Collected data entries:
//! Worker error types.

use std::fmt;

use sideline_media::{MediaError, MuxError};
use sideline_models::Stage;
use thiserror::Error;

use crate::collaborators::CollaboratorError;

pub type WorkerResult<T> = Result<T, WorkerError>;

/// Coarse failure taxonomy reported to callers.
#[derive(Debug, Clone, Copy, PartialEq, Eq)]
pub enum FailureCategory {
    /// Missing or unreadable source artifact
    InputInvalid,
    /// An external service errored
    CollaboratorFailure,
    /// A muxing sub-step exited non-zero or the tool is unavailable
    MediaToolFailure,
    /// Workspace allocation or cleanup
    WorkspaceFailure,
}

impl FailureCategory {
    pub fn as_str(&self) -> &'static str {
        match self {
            FailureCategory::InputInvalid => "input_invalid",
            FailureCategory::CollaboratorFailure => "collaborator_failure",
            FailureCategory::MediaToolFailure => "media_tool_failure",
            FailureCategory::WorkspaceFailure => "workspace_failure",
        }
    }
}

impl fmt::Display for FailureCategory {
    fn fmt(&self, f: &mut fmt::Formatter<'_>) -> fmt::Result {
        f.write_str(self.as_str())
    }
}

#[derive(Debug, Error)]
pub enum WorkerError {
    #[error("Invalid input: {0}")]
    InputInvalid(String),

    #[error("Video analysis failed: {0}")]
    AnalysisFailed(#[source] CollaboratorError),

    #[error("Script generation failed: {0}")]
    ScriptFailed(#[source] CollaboratorError),

    #[error("Voice synthesis failed: {0}")]
    VoiceSynthesisFailed(#[source] CollaboratorError),

    #[error("Crowd synthesis failed: {0}")]
    CrowdSynthesisFailed(#[source] CollaboratorError),

    #[error("Mux failed: {0}")]
    MuxFailed(#[source] MuxError),

    #[error("Could not probe source video: {0}")]
    ProbeFailed(#[source] MediaError),

    #[error("Workspace error: {0}")]
    WorkspaceFailed(String),

    #[error("Configuration error: {0}")]
    ConfigError(String),
}

impl WorkerError {
    pub fn input_invalid(msg: impl Into<String>) -> Self {
        Self::InputInvalid(msg.into())
    }

    pub fn workspace_failed(msg: impl Into<String>) -> Self {
        Self::WorkspaceFailed(msg.into())
    }

    pub fn config_error(msg: impl Into<String>) -> Self {
        Self::ConfigError(msg.into())
    }

    /// Stays attributed to the mux stage. A missing input is categorized
    /// as `InputInvalid` by `category()`.
    pub fn from_mux(err: MuxError) -> Self {
        Self::MuxFailed(err)
    }

    /// An unreadable source is the caller's problem; a missing ffprobe is ours.
    pub fn from_probe(err: MediaError) -> Self {
        match err {
            MediaError::FileNotFound(_)
            | MediaError::InvalidVideo(_)
            | MediaError::FfprobeFailed { .. }
            | MediaError::JsonParse(_) => Self::InputInvalid(err.to_string()),
            other => Self::ProbeFailed(other),
        }
    }

    /// Pipeline stage the error came from, if any.
    pub fn stage(&self) -> Option<Stage> {
        match self {
            WorkerError::AnalysisFailed(_) => Some(Stage::Analyze),
            WorkerError::ScriptFailed(_) => Some(Stage::Script),
            WorkerError::VoiceSynthesisFailed(_) => Some(Stage::Voice),
            WorkerError::CrowdSynthesisFailed(_) => Some(Stage::Crowd),
            WorkerError::MuxFailed(_) => Some(Stage::Mux),
            _ => None,
        }
    }

    pub fn category(&self) -> FailureCategory {
        match self {
            WorkerError::InputInvalid(_) => FailureCategory::InputInvalid,
            WorkerError::AnalysisFailed(_)
            | WorkerError::ScriptFailed(_)
            | WorkerError::VoiceSynthesisFailed(_)
            | WorkerError::CrowdSynthesisFailed(_) => FailureCategory::CollaboratorFailure,
            WorkerError::MuxFailed(e) if e.is_input_error() => FailureCategory::InputInvalid,
            WorkerError::MuxFailed(_) | WorkerError::ProbeFailed(_) => {
                FailureCategory::MediaToolFailure
            }
            WorkerError::WorkspaceFailed(_) | WorkerError::ConfigError(_) => {
                FailureCategory::WorkspaceFailure
            }
        }
    }
}
//! ElevenLabs speech and sound-effect client.

use std::path::{Path, PathBuf};

use async_trait::async_trait;
use reqwest::Client;
use serde::Serialize;
use tracing::info;

use super::{
    check_status, CollaboratorError, CollaboratorResult, CrowdSynthesizer, VoiceSynthesizer,
};
use crate::error::{WorkerError, WorkerResult};

const SERVICE: &str = "elevenlabs";
const DEFAULT_BASE_URL: &str = "https://api.elevenlabs.io/v1";
const OUTPUT_FORMAT: &str = "mp3_44100_128";

/// "Chris", the sports commentator voice.
pub const COMMENTATOR_VOICE_ID: &str = "Anr9GtYh2VRXxiPplzxM";
const SPEECH_MODEL: &str = "eleven_multilingual_v2";
const SOUND_MODEL: &str = "eleven_text_to_sound_v2";
const PROMPT_INFLUENCE: f64 = 0.3;

/// Voice tuning, matching the sliders in the ElevenLabs UI.
#[derive(Debug, Clone, Copy, PartialEq, Serialize)]
pub struct VoiceSettings {
    pub stability: f64,
    pub similarity_boost: f64,
    pub style: f64,
}

impl Default for VoiceSettings {
    fn default() -> Self {
        Self {
            stability: 0.55,
            similarity_boost: 0.85,
            style: 0.35,
        }
    }
}

#[derive(Debug, Serialize)]
struct SpeechRequest<'a> {
    text: &'a str,
    model_id: &'a str,
    voice_settings: VoiceSettings,
}

#[derive(Debug, Serialize)]
struct SoundRequest<'a> {
    text: &'a str,
    model_id: &'a str,
    #[serde(rename = "loop")]
    looped: bool,
    duration_seconds: f64,
    prompt_influence: f64,
}

/// Implements both `VoiceSynthesizer` and `CrowdSynthesizer`.
pub struct ElevenLabsClient {
    api_key: String,
    voice_id: String,
    voice_settings: VoiceSettings,
    base_url: String,
    client: Client,
}

impl ElevenLabsClient {
    pub fn new(api_key: impl Into<String>) -> Self {
        Self {
            api_key: api_key.into(),
            voice_id: COMMENTATOR_VOICE_ID.to_string(),
            voice_settings: VoiceSettings::default(),
            base_url: DEFAULT_BASE_URL.to_string(),
            client: Client::new(),
        }
    }

    pub fn from_env() -> WorkerResult<Self> {
        let api_key = std::env::var("ELEVENLABS_API_KEY")
            .map_err(|_| WorkerError::config_error("ELEVENLABS_API_KEY not set"))?;
        Ok(Self::new(api_key))
    }

    pub fn with_voice(mut self, voice_id: impl Into<String>, settings: VoiceSettings) -> Self {
        self.voice_id = voice_id.into();
        self.voice_settings = settings;
        self
    }

    pub fn with_base_url(mut self, base_url: impl Into<String>) -> Self {
        self.base_url = base_url.into().trim_end_matches('/').to_string();
        self
    }

    /// POST `body` and write the returned audio to `output`.
    async fn fetch_audio<T: Serialize + Sync>(
        &self,
        url: String,
        body: &T,
        output: &Path,
    ) -> CollaboratorResult<PathBuf> {
        let response = self
            .client
            .post(url)
            .query(&[("output_format", OUTPUT_FORMAT)])
            .header("xi-api-key", &self.api_key)
            .header("Accept", "audio/mpeg")
            .json(body)
            .send()
            .await
            .map_err(|e| CollaboratorError::request(SERVICE, e))?;

        let audio = check_status(SERVICE, response)
            .await?
            .bytes()
            .await
            .map_err(|e| CollaboratorError::request(SERVICE, e))?;

        if audio.is_empty() {
            return Err(CollaboratorError::invalid_response(SERVICE, "empty audio body"));
        }

        tokio::fs::write(output, &audio).await?;
        Ok(output.to_path_buf())
    }
}

#[async_trait]
impl VoiceSynthesizer for ElevenLabsClient {
    async fn synthesize_voice(&self, text: &str, output: &Path) -> CollaboratorResult<PathBuf> {
        if text.trim().is_empty() {
            return Err(CollaboratorError::rejected("text must be a non-empty string"));
        }

        info!(voice_id = %self.voice_id, words = text.split_whitespace().count(), "Synthesizing narration");

        let body = SpeechRequest {
            text,
            model_id: SPEECH_MODEL,
            voice_settings: self.voice_settings,
        };
        let url = format!("{}/text-to-speech/{}", self.base_url, self.voice_id);
        self.fetch_audio(url, &body, output).await
    }
}

#[async_trait]
impl CrowdSynthesizer for ElevenLabsClient {
    async fn synthesize_crowd(
        &self,
        prompt: &str,
        duration_secs: f64,
        output: &Path,
    ) -> CollaboratorResult<PathBuf> {
        info!(duration_secs, "Generating crowd ambience");

        let body = SoundRequest {
            text: prompt,
            model_id: SOUND_MODEL,
            looped: false,
            duration_seconds: duration_secs,
            prompt_influence: PROMPT_INFLUENCE,
        };
        let url = format!("{}/sound-generation", self.base_url);
        self.fetch_audio(url, &body, output).await
    }
}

### Brief
Look through the records for the word "SoundRequest". Every line that has it should be copied.

### Answer space
struct SoundRequest<'a> {
        let body = SoundRequest {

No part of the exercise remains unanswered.